• **AIM OF THE TASK**
Records follow. Select each line holding "libm".

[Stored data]
◆ ◆ ◆ ◆ ◆ ◆ ◆
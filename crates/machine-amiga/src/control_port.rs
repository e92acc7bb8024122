//! Control ports: mouse and joystick inputs feeding JOYxDAT, the pot
//! lines and the CIA-A fire-button bits.

/// What is plugged into a port.
#[derive(Debug, Clone, Copy, PartialEq, Eq, Default)]
pub enum PortDevice {
    #[default]
    None,
    Mouse,
    Joystick,
}

#[derive(Debug, Clone, Copy, Default)]
pub struct JoystickState {
    pub up: bool,
    pub down: bool,
    pub left: bool,
    pub right: bool,
    pub button: bool,
}

#[derive(Debug, Default)]
pub struct ControlPort {
    pub nr: u8,
    pub device: PortDevice,

    // Mouse state: accumulated deltas drain into the counters on JOYDAT
    // reads, the way the quadrature counters behave.
    mouse_counter_x: u8,
    mouse_counter_y: u8,
    pending_dx: i32,
    pending_dy: i32,
    pub mouse_left: bool,
    pub mouse_right: bool,

    pub joystick: JoystickState,
}

impl ControlPort {
    #[must_use]
    pub fn new(nr: u8) -> Self {
        Self {
            nr,
            ..Self::default()
        }
    }

    pub fn connect(&mut self, device: PortDevice) {
        self.device = device;
    }

    /// Host mouse movement, in counter steps.
    pub fn mouse_moved(&mut self, dx: i32, dy: i32) {
        self.pending_dx += dx;
        self.pending_dy += dy;
    }

    pub fn joydat(&mut self) -> u16 {
        match self.device {
            PortDevice::None => 0,
            PortDevice::Mouse => {
                self.mouse_counter_x = self.mouse_counter_x.wrapping_add(self.pending_dx as u8);
                self.mouse_counter_y = self.mouse_counter_y.wrapping_add(self.pending_dy as u8);
                self.pending_dx = 0;
                self.pending_dy = 0;
                (u16::from(self.mouse_counter_y) << 8) | u16::from(self.mouse_counter_x)
            }
            PortDevice::Joystick => {
                let j = self.joystick;
                // Direction lines are quadrature-encoded: X1/Y1 carry
                // right/down, X0/Y0 fold in the diagonal information.
                let x1 = j.right;
                let y1 = j.left || (j.right && j.down) || (!j.right && j.up);
                let x0 = j.right ^ j.down;
                let y0 = (j.left || j.up) ^ j.up;
                (u16::from(y1) << 9)
                    | (u16::from(y0) << 8)
                    | (u16::from(x1) << 1)
                    | u16::from(x0)
            }
        }
    }

    /// JOYTEST presets the upper counter bits of both counters.
    pub fn poke_joytest(&mut self, value: u16) {
        self.mouse_counter_y = (self.mouse_counter_y & 0b11) | ((value >> 8) as u8 & 0b1111_1100);
        self.mouse_counter_x = (self.mouse_counter_x & 0b11) | (value as u8 & 0b1111_1100);
    }

    /// Fire button / left mouse button on the CIA-A port A bit.
    #[must_use]
    pub fn cia_pa_bit(&self) -> bool {
        match self.device {
            PortDevice::None => true,
            PortDevice::Mouse => !self.mouse_left,
            PortDevice::Joystick => !self.joystick.button,
        }
    }

    /// Right mouse button pulls the POT line low.
    #[must_use]
    pub fn potgor_bits(&self) -> u16 {
        if self.device == PortDevice::Mouse && self.mouse_right {
            if self.nr == 1 {
                !0x0400
            } else {
                !0x4000
            }
        } else {
            0xFFFF
        }
    }
}

#[cfg(test)]
mod tests {
    use super::*;

    #[test]
    fn mouse_deltas_accumulate_into_counters() {
        let mut port = ControlPort::new(1);
        port.connect(PortDevice::Mouse);
        port.mouse_moved(3, -2);
        assert_eq!(port.joydat(), 0xFE03);
        port.mouse_moved(1, 1);
        assert_eq!(port.joydat(), 0xFF04);
    }

    #[test]
    fn joytest_presets_counter_high_bits() {
        let mut port = ControlPort::new(1);
        port.connect(PortDevice::Mouse);
        port.poke_joytest(0xA8A4);
        assert_eq!(port.joydat() & 0xFCFC, 0xA8A4);
    }

    #[test]
    fn fire_button_is_active_low() {
        let mut port = ControlPort::new(1);
        port.connect(PortDevice::Joystick);
        assert!(port.cia_pa_bit());
        port.joystick.button = true;
        assert!(!port.cia_pa_bit());
    }
}
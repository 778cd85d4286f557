// Copyright 2025 the Quintessence Authors
// SPDX-License-Identifier: Apache-2.0 OR MIT

//! Float helpers for `no_std` builds.
//!
//! `f64::sin` and `f64::cos` live in `std`, not `core`. Pie geometry needs both, so this
//! trait dispatches to `libm` when the `std` feature is off.

/// Trigonometry for `f64` in `no_std` mode.
pub(crate) trait FloatExt {
    fn sin(self) -> Self;
    fn cos(self) -> Self;
}

#[cfg(all(not(feature = "std"), feature = "libm"))]
impl FloatExt for f64 {
    fn sin(self) -> Self {
        libm::sin(self)
    }

    fn cos(self) -> Self {
        libm::cos(self)
    }
}

#[cfg(all(not(feature = "std"), not(feature = "libm")))]
compile_error!("quint_charts requires either the `std` or `libm` feature");
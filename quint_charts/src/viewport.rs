// Copyright 2025 the Quintessence Authors
// SPDX-License-Identifier: Apache-2.0 OR MIT

//! Viewports and pie layouts.
//!
//! A [`Viewport`] is the outer drawing surface of a cartesian chart (the SVG `viewBox`) plus
//! the margins reserved around the plot area. Line and area geometry is mapped into
//! [`Viewport::plot_rect`].

use kurbo::{Insets, Point, Rect};

use crate::error::InvalidInput;

/// Outer chart size plus per-side margins.
#[derive(Clone, Copy, Debug, PartialEq)]
pub struct Viewport {
    /// Total width in chart units.
    pub width: f64,
    /// Total height in chart units.
    pub height: f64,
    /// Margins around the plot area.
    ///
    /// `x0` is the left margin, `y0` the top, `x1` the right and `y1` the bottom.
    pub margins: Insets,
}

impl Viewport {
    /// Creates a viewport from its size and margins.
    pub fn new(width: f64, height: f64, margins: Insets) -> Self {
        Self {
            width,
            height,
            margins,
        }
    }

    /// Creates a viewport from explicit `top`, `right`, `bottom`, `left` margins.
    pub fn with_margins(
        width: f64,
        height: f64,
        top: f64,
        right: f64,
        bottom: f64,
        left: f64,
    ) -> Self {
        Self::new(width, height, Insets::new(left, top, right, bottom))
    }

    /// The traffic line chart on the analytics page: a `400x200` box with a `340x120` plot
    /// area starting at `(40, 40)`.
    pub fn analytics_line() -> Self {
        Self::with_margins(400.0, 200.0, 40.0, 20.0, 40.0, 40.0)
    }

    /// Returns the outer bounds, anchored at the origin.
    pub fn view_rect(&self) -> Rect {
        Rect::new(0.0, 0.0, self.width, self.height)
    }

    /// Returns the plot rectangle (the view inset by the margins).
    ///
    /// The result may have negative size for degenerate viewports; use
    /// [`Viewport::checked_plot_rect`] where that matters.
    pub fn plot_rect(&self) -> Rect {
        Rect::new(
            self.margins.x0,
            self.margins.y0,
            self.width - self.margins.x1,
            self.height - self.margins.y1,
        )
    }

    /// Returns the plot rectangle, rejecting non-finite dimensions and margins that overlap.
    pub fn checked_plot_rect(&self) -> Result<Rect, InvalidInput> {
        let plot = self.plot_rect();
        let finite = [plot.x0, plot.y0, plot.x1, plot.y1]
            .iter()
            .all(|v| v.is_finite());
        if !finite || plot.x1 < plot.x0 || plot.y1 < plot.y0 {
            return Err(InvalidInput::DegenerateViewport);
        }
        Ok(plot)
    }
}

impl Default for Viewport {
    fn default() -> Self {
        Self::analytics_line()
    }
}

/// Placement of a pie inside its own view box.
#[derive(Clone, Copy, Debug, PartialEq)]
pub struct PieLayout {
    /// Pie center.
    pub center: Point,
    /// Outer radius.
    pub radius: f64,
}

impl PieLayout {
    /// Creates a layout centered at `center` with the given `radius`.
    pub fn new(center: Point, radius: f64) -> Self {
        Self { center, radius }
    }

    /// Checks that the center is finite and the radius is finite and non-negative.
    ///
    /// A zero radius is allowed; every slice then collapses onto the center.
    pub fn validate(&self) -> Result<(), InvalidInput> {
        let finite = self.center.is_finite() && self.radius.is_finite();
        if !finite || self.radius < 0.0 {
            return Err(InvalidInput::DegenerateLayout);
        }
        Ok(())
    }

    /// Fits a pie into `bounds`, using `fill` (0..=1) of the shorter side as the diameter.
    pub fn fit(bounds: Rect, fill: f64) -> Self {
        let radius = 0.5 * bounds.width().abs().min(bounds.height().abs()) * fill.clamp(0.0, 1.0);
        Self::new(bounds.center(), radius)
    }

    /// Returns the square view box around the pie, with a 10-unit gutter on every side.
    ///
    /// For the default layout this is the dashboard's `0 0 100 100` view box.
    pub fn view_rect(&self) -> Rect {
        let side = 2.0 * (self.radius + 10.0);
        Rect::new(
            self.center.x - 0.5 * side,
            self.center.y - 0.5 * side,
            self.center.x + 0.5 * side,
            self.center.y + 0.5 * side,
        )
    }
}

impl Default for PieLayout {
    /// Radius 40 centered in a `100x100` view box.
    fn default() -> Self {
        Self::new(Point::new(50.0, 50.0), 40.0)
    }
}

#[cfg(test)]
mod tests {
    use super::*;

    #[test]
    fn analytics_preset_plot_area() {
        let plot = Viewport::analytics_line().checked_plot_rect().unwrap();
        assert_eq!(plot, Rect::new(40.0, 40.0, 380.0, 160.0));
        assert_eq!(plot.width(), 340.0);
        assert_eq!(plot.height(), 120.0);
    }

    #[test]
    fn overlapping_margins_are_rejected() {
        let vp = Viewport::with_margins(100.0, 50.0, 30.0, 10.0, 30.0, 10.0);
        assert_eq!(vp.checked_plot_rect(), Err(InvalidInput::DegenerateViewport));

        let vp = Viewport::with_margins(f64::NAN, 50.0, 0.0, 0.0, 0.0, 0.0);
        assert_eq!(vp.checked_plot_rect(), Err(InvalidInput::DegenerateViewport));
    }

    #[test]
    fn zero_sized_plot_is_allowed() {
        let vp = Viewport::with_margins(40.0, 40.0, 20.0, 20.0, 20.0, 20.0);
        let plot = vp.checked_plot_rect().unwrap();
        assert_eq!(plot.width(), 0.0);
        assert_eq!(plot.height(), 0.0);
    }

    #[test]
    fn default_pie_matches_dashboard_view_box() {
        let pie = PieLayout::default();
        assert_eq!(pie.view_rect(), Rect::new(0.0, 0.0, 100.0, 100.0));

        let fitted = PieLayout::fit(Rect::new(0.0, 0.0, 200.0, 100.0), 0.8);
        assert_eq!(fitted.center, Point::new(100.0, 50.0));
        assert_eq!(fitted.radius, 40.0);
    }

    #[test]
    fn pie_layout_validation() {
        assert_eq!(PieLayout::default().validate(), Ok(()));
        assert_eq!(PieLayout::new(Point::ZERO, 0.0).validate(), Ok(()));
        assert_eq!(
            PieLayout::new(Point::ZERO, -0.5).validate(),
            Err(InvalidInput::DegenerateLayout)
        );
        assert_eq!(
            PieLayout::new(Point::new(f64::NAN, 0.0), 10.0).validate(),
            Err(InvalidInput::DegenerateLayout)
        );
        let fitted = PieLayout::fit(Rect::new(0.0, 0.0, 100.0, f64::INFINITY), 0.5);
        assert_eq!(fitted.validate(), Err(InvalidInput::DegenerateLayout));
    }
}
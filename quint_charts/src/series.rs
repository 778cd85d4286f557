// Copyright 2025 the Quintessence Authors
// SPDX-License-Identifier: Apache-2.0 OR MIT

//! Series data points and validation.

extern crate alloc;

use alloc::string::String;

use peniko::Color;

use crate::error::InvalidInput;

/// One value in an ordered series.
///
/// A point has no identity beyond its position in the series. `label` and `color` are carried
/// through for the presentation layer; geometry only reads `value`.
#[derive(Clone, Debug, PartialEq)]
pub struct DataPoint {
    /// The plotted value.
    pub value: f64,
    /// Optional display label (legend entry, axis category).
    pub label: Option<String>,
    /// Optional fill/stroke color.
    pub color: Option<Color>,
}

impl DataPoint {
    /// Creates an unlabeled, uncolored point.
    pub fn new(value: f64) -> Self {
        Self {
            value,
            label: None,
            color: None,
        }
    }

    /// Sets the label.
    pub fn with_label(mut self, label: impl Into<String>) -> Self {
        self.label = Some(label.into());
        self
    }

    /// Sets the color.
    pub fn with_color(mut self, color: impl Into<Color>) -> Self {
        self.color = Some(color.into());
        self
    }
}

impl From<f64> for DataPoint {
    fn from(value: f64) -> Self {
        Self::new(value)
    }
}

/// The value range of a validated series.
#[derive(Clone, Copy, Debug, PartialEq)]
pub struct Extent {
    /// Smallest value.
    pub min: f64,
    /// Largest value.
    pub max: f64,
}

impl Extent {
    /// Computes the extent of `series`.
    ///
    /// Fails on an empty series or on the first non-finite value.
    pub fn of(series: &[DataPoint]) -> Result<Self, InvalidInput> {
        check_finite(series)?;
        let mut min = f64::INFINITY;
        let mut max = f64::NEG_INFINITY;
        for p in series {
            min = min.min(p.value);
            max = max.max(p.value);
        }
        Ok(Self { min, max })
    }

    /// Returns `max - min`.
    ///
    /// This is infinite when the values are spread wider than `f64::MAX`.
    pub fn span(&self) -> f64 {
        self.max - self.min
    }

    /// Returns `true` when every value in the series was equal.
    pub fn is_flat(&self) -> bool {
        self.min == self.max
    }
}

/// Rejects empty series and non-finite values.
pub(crate) fn check_finite(series: &[DataPoint]) -> Result<(), InvalidInput> {
    if series.is_empty() {
        return Err(InvalidInput::EmptySeries);
    }
    match series.iter().position(|p| !p.value.is_finite()) {
        Some(index) => Err(InvalidInput::NonFinite { index }),
        None => Ok(()),
    }
}

/// Rejects empty series, non-finite values and negative values.
pub(crate) fn check_non_negative(series: &[DataPoint]) -> Result<(), InvalidInput> {
    check_finite(series)?;
    match series.iter().enumerate().find(|(_, p)| p.value < 0.0) {
        Some((index, p)) => Err(InvalidInput::Negative {
            index,
            value: p.value,
        }),
        None => Ok(()),
    }
}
◆ ◆ ◆ ◆ ◆ ◆ ◆
• **REPLY**
//! trait dispatches to `libm` when the `std` feature is off.
#[cfg(all(not(feature = "std"), feature = "libm"))]
        libm::sin(self)
        libm::cos(self)
#[cfg(all(not(feature = "std"), not(feature = "libm")))]
compile_error!("quint_charts requires either the `std` or `libm` feature");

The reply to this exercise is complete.